Kidd’s approach, and many of the maneuvers he described, were reworked in a series of handbooks by Fred Inbau, a lawyer and early devotee of the polygraph, and a former Chicago cop named John Reid. Today, the interrogation manual they wrote with Joseph P. Buckley and Brian C. Jayne, Criminal Interrogation and Confessions, is the leading text in the field, and nearly every detective in the United States practices some version of what’s known as the Reid Technique.
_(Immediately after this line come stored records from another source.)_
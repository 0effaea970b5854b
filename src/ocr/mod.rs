/// Text recognition on top of a pluggable engine
///
/// This module provides:
/// - The `TextRecognizer` trait engines implement
/// - `Ocr`, which pads small inputs and maps results back to source coordinates
/// - Text patterns and result helpers used to pick results
pub mod engine;
pub mod pattern;
pub mod recognizer;
pub mod types;


pub use engine::{RecognizedText, TextRecognizer};
pub use pattern::TextPattern;
pub use recognizer::{Ocr, OcrConfig};
pub use types::{OcrResult, OcrResultList};
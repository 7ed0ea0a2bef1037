mod common;

// crates.io
use httpmock::prelude::*;
use serde::Deserialize;
use time::Duration;
// self
use common::*;
use payments_client::{
	clock::Clock,
	error::Error,
	ratelimit::{BackendError, Decision, Limiter, LimiterFuture},
};

#[derive(Debug, Deserialize)]
struct Payment {
	id: String,
	amount: u64,
	status: String,
}

struct OfflineLimiter;
impl Limiter for OfflineLimiter {
	fn allow<'a>(&'a self, _: &'a str) -> LimiterFuture<'a, Decision> {
		Box::pin(async {
			Err::<Decision, Error>(BackendError::Other { message: "limiter store offline".into() }.into())
		})
	}
}

#[tokio::test]
async fn single_permit_without_token_blocks_before_any_io() {
	let server = MockServer::start_async().await;
	let clock = clock();
	let client = build_client(&server, &clock);
	let token = mock_token_endpoint(&server, "fresh-token").await;
	let payment = mock_payment(&server, "fresh-token").await;

	install(&client, memory_limiter(Duration::seconds(10), 1, &clock));

	let err = client
		.get::<Payment>(PAYMENT_PATH)
		.await
		.expect_err("A refresh plus a call cannot fit into a one-permit window.");

	match err {
		Error::RateLimited { reset_at, retry_after } => {
			assert_eq!(reset_at, clock.now() + Duration::seconds(10));
			assert_eq!(retry_after, Some(Duration::seconds(10)));
		},
		other => panic!("Expected a rate-limit refusal, got {other:?}."),
	}

	token.assert_calls_async(0).await;
	payment.assert_calls_async(0).await;
	assert!(client.token_state().access_token.is_none());
}

#[tokio::test]
async fn two_permits_without_token_refresh_once_then_call() {
	let server = MockServer::start_async().await;
	let clock = clock();
	let client = build_client(&server, &clock);
	let token = mock_token_endpoint(&server, "fresh-token").await;
	let payment = mock_payment(&server, "fresh-token").await;

	install(&client, memory_limiter(Duration::seconds(10), 2, &clock));

	let fetched = client
		.get::<Payment>(PAYMENT_PATH)
		.await
		.expect("Two permits should cover the refresh and the call.");

	assert_eq!(fetched.id, "pay_123");
	assert_eq!(fetched.amount, 1200);
	assert_eq!(fetched.status, "captured");

	token.assert_calls_async(1).await;
	payment.assert_calls_async(1).await;
	assert_eq!(client.token_state().expires_at, Some(clock.now() + Duration::hours(1)));
}

#[tokio::test]
async fn soon_to_expire_token_is_refreshed_when_two_permits_remain() {
	let server = MockServer::start_async().await;
	let clock = clock();
	let client = build_client(&server, &clock);
	let token = mock_token_endpoint(&server, "fresh-token").await;
	let payment = mock_payment(&server, "fresh-token").await;

	client.set_access_token_with_expiry("stale-token", clock.now() + Duration::seconds(5));
	install(&client, memory_limiter(Duration::seconds(10), 2, &clock));
	client.get::<Payment>(PAYMENT_PATH).await.expect("Refresh and call should both be admitted.");

	token.assert_calls_async(1).await;
	payment.assert_calls_async(1).await;
	assert_eq!(
		client.token_state().access_token.map(|secret| secret.expose().to_owned()).as_deref(),
		Some("fresh-token"),
	);
}

#[tokio::test]
async fn soon_to_expire_token_is_blocked_with_one_permit() {
	let server = MockServer::start_async().await;
	let clock = clock();
	let client = build_client(&server, &clock);
	let token = mock_token_endpoint(&server, "fresh-token").await;
	let stale = mock_payment(&server, "stale-token").await;

	client.set_access_token_with_expiry("stale-token", clock.now() + Duration::seconds(5));
	install(&client, memory_limiter(Duration::seconds(10), 1, &clock));

	let err = client
		.get::<Payment>(PAYMENT_PATH)
		.await
		.expect_err("A soon-to-expire token needs two permits.");

	assert!(err.is_rate_limited());

	token.assert_calls_async(0).await;
	stale.assert_calls_async(0).await;
}

#[tokio::test]
async fn fresh_token_spends_a_single_permit() {
	let server = MockServer::start_async().await;
	let clock = clock();
	let client = build_client(&server, &clock);
	let token = mock_token_endpoint(&server, "fresh-token").await;
	let payment = mock_payment(&server, "cached-token").await;

	client.set_access_token_with_expiry("cached-token", clock.now() + Duration::hours(1));
	install(&client, memory_limiter(Duration::seconds(10), 1, &clock));
	client.get::<Payment>(PAYMENT_PATH).await.expect("A fresh token needs one permit.");

	let err = client
		.get::<Payment>(PAYMENT_PATH)
		.await
		.expect_err("The window holds a single permit.");

	assert!(err.is_rate_limited());

	token.assert_calls_async(0).await;
	payment.assert_calls_async(1).await;
}

#[tokio::test]
async fn tokens_without_expiry_are_never_refreshed() {
	let server = MockServer::start_async().await;
	let clock = clock();
	let client = build_client(&server, &clock);
	let token = mock_token_endpoint(&server, "fresh-token").await;
	let payment = mock_payment(&server, "static-token").await;

	client.set_access_token("static-token");
	install(&client, memory_limiter(Duration::seconds(10), 1, &clock));
	client.get::<Payment>(PAYMENT_PATH).await.expect("Static tokens count as fresh.");

	token.assert_calls_async(0).await;
	payment.assert_calls_async(1).await;
}

#[tokio::test]
async fn budget_returns_with_the_next_window() {
	let server = MockServer::start_async().await;
	let clock = clock();
	let client = build_client(&server, &clock);
	let payment = mock_payment(&server, "cached-token").await;

	client.set_access_token("cached-token");
	install(&client, memory_limiter(Duration::seconds(10), 1, &clock));
	client.get::<Payment>(PAYMENT_PATH).await.expect("First call fits the window.");

	assert!(client.get::<Payment>(PAYMENT_PATH).await.is_err_and(|err| err.is_rate_limited()));

	clock.advance(Duration::seconds(10));
	client.get::<Payment>(PAYMENT_PATH).await.expect("The next window admits again.");

	payment.assert_calls_async(2).await;
}

#[tokio::test]
async fn backend_failures_surface_unchanged_without_io() {
	let server = MockServer::start_async().await;
	let clock = clock();
	let client = build_client(&server, &clock);
	let token = mock_token_endpoint(&server, "fresh-token").await;
	let payment = mock_payment(&server, "fresh-token").await;

	install(&client, std::sync::Arc::new(OfflineLimiter));

	let err = client
		.get::<Payment>(PAYMENT_PATH)
		.await
		.expect_err("Backend failures must abort the call.");

	assert!(!err.is_rate_limited());
	assert!(matches!(err, Error::Backend(BackendError::Other { .. })));

	token.assert_calls_async(0).await;
	payment.assert_calls_async(0).await;
}

#[tokio::test]
async fn clearing_the_limiter_dispatches_freely() {
	let server = MockServer::start_async().await;
	let clock = clock();
	let client = build_client(&server, &clock);
	let token = mock_token_endpoint(&server, "fresh-token").await;
	let payment = mock_payment(&server, "fresh-token").await;

	install(&client, memory_limiter(Duration::seconds(10), 1, &clock));
	client.clear_limiter();

	for _ in 0..3 {
		client.get::<Payment>(PAYMENT_PATH).await.expect("Unlimited clients always dispatch.");
	}

	token.assert_calls_async(1).await;
	payment.assert_calls_async(3).await;
}

#[tokio::test]
async fn rejected_credentials_keep_their_permits() {
	let server = MockServer::start_async().await;
	let clock = clock();
	let client = build_client(&server, &clock);
	let token = server
		.mock_async(|when, then| {
			when.method(POST).path(TOKEN_PATH);
			then.status(401)
				.header("content-type", "application/json")
				.body("{\"error\":\"invalid_client\",\"error_description\":\"unknown client\"}");
		})
		.await;
	let limiter = memory_limiter(Duration::seconds(10), 3, &clock);

	install(&client, limiter.clone());

	let err = client
		.get::<Payment>(PAYMENT_PATH)
		.await
		.expect_err("Rejected credentials should fail the call.");

	assert!(matches!(err, Error::InvalidClient { .. }));

	token.assert_calls_async(1).await;

	let decision = limiter.allow(CLIENT_ID).await.expect("Memory admissions should not fail.");

	assert!(decision.allowed);
	assert_eq!(decision.remaining, 0);
}

#[tokio::test]
async fn api_errors_carry_status_and_body() {
	let server = MockServer::start_async().await;
	let clock = clock();
	let client = build_client(&server, &clock);

	server
		.mock_async(|when, then| {
			when.method(GET).path(PAYMENT_PATH);
			then.status(404)
				.header("content-type", "application/json")
				.body("{\"error\":\"payment_not_found\"}");
		})
		.await;
	client.set_access_token("cached-token");

	let err = client.get::<Payment>(PAYMENT_PATH).await.expect_err("404 should fail the call.");

	match err {
		Error::Api { status, body } => {
			assert_eq!(status, 404);
			assert!(body.contains("payment_not_found"));
		},
		other => panic!("Expected an API error, got {other:?}."),
	}
}
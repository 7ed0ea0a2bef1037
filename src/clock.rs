//! Time sources for window arithmetic.
//!
//! Admission decisions read time exclusively through [`Clock`] so tests can pin and advance
//! window boundaries with [`MockClock`] instead of sleeping.

// self
use crate::_prelude::*;

/// Capability used by limiters and the request gate to observe and advance time.
pub trait Clock
where
	Self: Debug + Send + Sync,
{
	/// Returns the current instant.
	fn now(&self) -> OffsetDateTime;

	/// Advances time by `duration`.
	///
	/// [`SystemClock`] blocks the calling thread; [`MockClock`] moves its logical timestamp.
	fn sleep(&self, duration: Duration);
}

/// Wall-clock time in UTC.
#[derive(Clone, Copy, Debug, Default)]
pub struct SystemClock;
impl Clock for SystemClock {
	fn now(&self) -> OffsetDateTime {
		OffsetDateTime::now_utc()
	}

	fn sleep(&self, duration: Duration) {
		if let Ok(duration) = std::time::Duration::try_from(duration) {
			std::thread::sleep(duration);
		}
	}
}

/// Manually driven clock for deterministic tests.
#[derive(Debug)]
pub struct MockClock(Mutex<OffsetDateTime>);
impl MockClock {
	/// Creates a clock frozen at `start`.
	pub fn new(start: OffsetDateTime) -> Self {
		Self(Mutex::new(start))
	}

	/// Moves the clock forward (or backward, for negative durations) by `duration`.
	pub fn advance(&self, duration: Duration) {
		*self.0.lock() += duration;
	}

	/// Pins the clock to `instant`.
	pub fn set(&self, instant: OffsetDateTime) {
		*self.0.lock() = instant;
	}
}
impl Default for MockClock {
	fn default() -> Self {
		Self::new(OffsetDateTime::UNIX_EPOCH)
	}
}
impl Clock for MockClock {
	fn now(&self) -> OffsetDateTime {
		*self.0.lock()
	}

	fn sleep(&self, duration: Duration) {
		self.advance(duration);
	}
}

#[cfg(test)]
mod tests {
	// crates.io
	use time::macros;
	// self
	use super::*;

	#[test]
	fn mock_clock_sleep_advances_logical_time() {
		let start = macros::datetime!(2025-11-10 12:00 UTC);
		let clock = MockClock::new(start);

		clock.sleep(Duration::seconds(5));

		assert_eq!(clock.now(), start + Duration::seconds(5));

		clock.set(start);

		assert_eq!(clock.now(), start);
	}

	#[test]
	fn system_clock_ignores_negative_sleep() {
		let clock = SystemClock;
		let before = clock.now();

		clock.sleep(Duration::seconds(-10));

		assert!(clock.now() >= before);
	}
}
//! Transport primitives shared by API calls and token refreshes.
//!
//! [`ReqwestHttpClient`] owns the single reqwest client the gate dispatches through. Token
//! refreshes reach it via [`InstrumentedHandle`], an `oauth2` [`AsyncHttpClient`] adapter that
//! records the response status and `Retry-After` hint into a [`ResponseMetadataSlot`] so
//! token endpoint failures can be classified with consistent metadata.

// std
use std::ops::Deref;
// crates.io
use oauth2::{AsyncHttpClient, HttpClientError, HttpRequest, HttpResponse};
use reqwest::header::{HeaderMap, RETRY_AFTER};
use time::format_description::well_known::Rfc2822;
// self
use crate::_prelude::*;

/// Metadata from the most recent token endpoint response.
#[derive(Clone, Debug, Default)]
pub struct ResponseMetadata {
	/// HTTP status code, if a response arrived.
	pub status: Option<u16>,
	/// Retry-After hint expressed as a relative duration.
	pub retry_after: Option<Duration>,
}

/// Thread-safe slot for sharing [`ResponseMetadata`] between transport and error layers.
#[derive(Clone, Debug, Default)]
pub struct ResponseMetadataSlot(Arc<Mutex<Option<ResponseMetadata>>>);
impl ResponseMetadataSlot {
	/// Stores new metadata for the current request.
	pub fn store(&self, meta: ResponseMetadata) {
		*self.0.lock() = Some(meta);
	}

	/// Returns the captured metadata, if any, consuming it from the slot.
	pub fn take(&self) -> Option<ResponseMetadata> {
		self.0.lock().take()
	}
}

/// Thin wrapper around [`ReqwestClient`] so shared HTTP behavior lives in one place.
///
/// Redirects are not followed: token endpoints answer directly, and payment calls must not be
/// replayed against another URI behind the limiter's back.
#[derive(Clone)]
pub struct ReqwestHttpClient(pub ReqwestClient);
impl ReqwestHttpClient {
	/// Builds the default client, optionally overriding the `User-Agent` header.
	pub fn build(user_agent: Option<&str>) -> Result<Self> {
		let mut builder = ReqwestClient::builder().redirect(reqwest::redirect::Policy::none());

		if let Some(user_agent) = user_agent {
			builder = builder.user_agent(user_agent);
		}

		Ok(Self(builder.build().map_err(crate::error::ConfigError::from)?))
	}

	/// Wraps an existing reqwest [`ReqwestClient`].
	pub fn with_client(client: ReqwestClient) -> Self {
		Self(client)
	}

	/// Builds an instrumented handle for `oauth2` token exchanges.
	pub fn instrumented(&self, slot: ResponseMetadataSlot) -> InstrumentedHandle {
		InstrumentedHandle::new(self.0.clone(), slot)
	}
}
impl AsRef<ReqwestClient> for ReqwestHttpClient {
	fn as_ref(&self) -> &ReqwestClient {
		&self.0
	}
}
impl Deref for ReqwestHttpClient {
	type Target = ReqwestClient;

	fn deref(&self) -> &Self::Target {
		&self.0
	}
}
impl Debug for ReqwestHttpClient {
	fn fmt(&self, f: &mut Formatter) -> FmtResult {
		f.write_str("ReqwestHttpClient(..)")
	}
}

/// [`AsyncHttpClient`] handle returned by [`ReqwestHttpClient::instrumented`].
#[derive(Clone)]
pub struct InstrumentedHandle {
	client: ReqwestClient,
	slot: ResponseMetadataSlot,
}
impl InstrumentedHandle {
	fn new(client: ReqwestClient, slot: ResponseMetadataSlot) -> Self {
		Self { client, slot }
	}

	async fn exchange(
		client: ReqwestClient,
		slot: ResponseMetadataSlot,
		request: HttpRequest,
	) -> Result<HttpResponse, HttpClientError<ReqwestError>> {
		// A stale entry from an earlier exchange must not leak into this one.
		slot.take();

		let request = reqwest::Request::try_from(request).map_err(Box::new)?;
		let response = client.execute(request).await.map_err(Box::new)?;
		let status = response.status();
		let headers = response.headers().to_owned();

		slot.store(ResponseMetadata {
			status: Some(status.as_u16()),
			retry_after: parse_retry_after(&headers),
		});

		let body = response.bytes().await.map_err(Box::new)?;
		let mut converted = HttpResponse::new(body.to_vec());

		*converted.status_mut() = status;
		*converted.headers_mut() = headers;

		Ok(converted)
	}
}
impl<'c> AsyncHttpClient<'c> for InstrumentedHandle {
	type Error = HttpClientError<ReqwestError>;
	type Future =
		Pin<Box<dyn Future<Output = Result<HttpResponse, Self::Error>> + 'c + Send + Sync>>;

	fn call(&'c self, request: HttpRequest) -> Self::Future {
		Box::pin(Self::exchange(self.client.clone(), self.slot.clone(), request))
	}
}

/// Reads `Retry-After` as either delta-seconds or an RFC 2822 date.
pub(crate) fn parse_retry_after(headers: &HeaderMap) -> Option<Duration> {
	let value = headers.get(RETRY_AFTER)?;
	let raw = value.to_str().ok()?.trim();

	if let Ok(secs) = raw.parse::<u64>() {
		return Some(Duration::seconds(i64::try_from(secs).unwrap_or(i64::MAX)));
	}
	if let Ok(moment) = OffsetDateTime::parse(raw, &Rfc2822) {
		let delta = moment - OffsetDateTime::now_utc();

		if delta.is_positive() {
			return Some(delta);
		}
	}

	None
}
The technique begins with the “behavior analysis interview,” a diagnostic tool that is supposed to separate the liars from the truth tellers, the guilty from the innocent. Liars will betray themselves, the theory goes, through verbal cues (qualifying phrases, mumbling, delayed responses) and nonverbal behaviors (lack of eye contact, brushing lint from clothing, inspecting fingernails).

While fidgeting may suggest nervousness, it’s impossible to say for sure that it indicates deception. Common sense suggests that anyone being grilled about a crime, innocent or guilty, might reasonably show signs of anxiety. The firm Reid opened to train police and sell his books, John E. Reid and Associates, cites a 2014 experiment in which expert government investigators achieved 98 percent accuracy in detecting lies. But the study was not designed to test the efficacy of the behavioral analysis interview or the diagnostic value of verbal and nonverbal cues, and the study’s lead author, Timothy Levine, a professor of communications at the University of Alabama at Birmingham, told TakePart that his results are an outlier; most research shows that trained investigators can identify a liar roughly half the time—no better than random guessing. He said he is “skeptical” that such cues can be a useful guide to deception.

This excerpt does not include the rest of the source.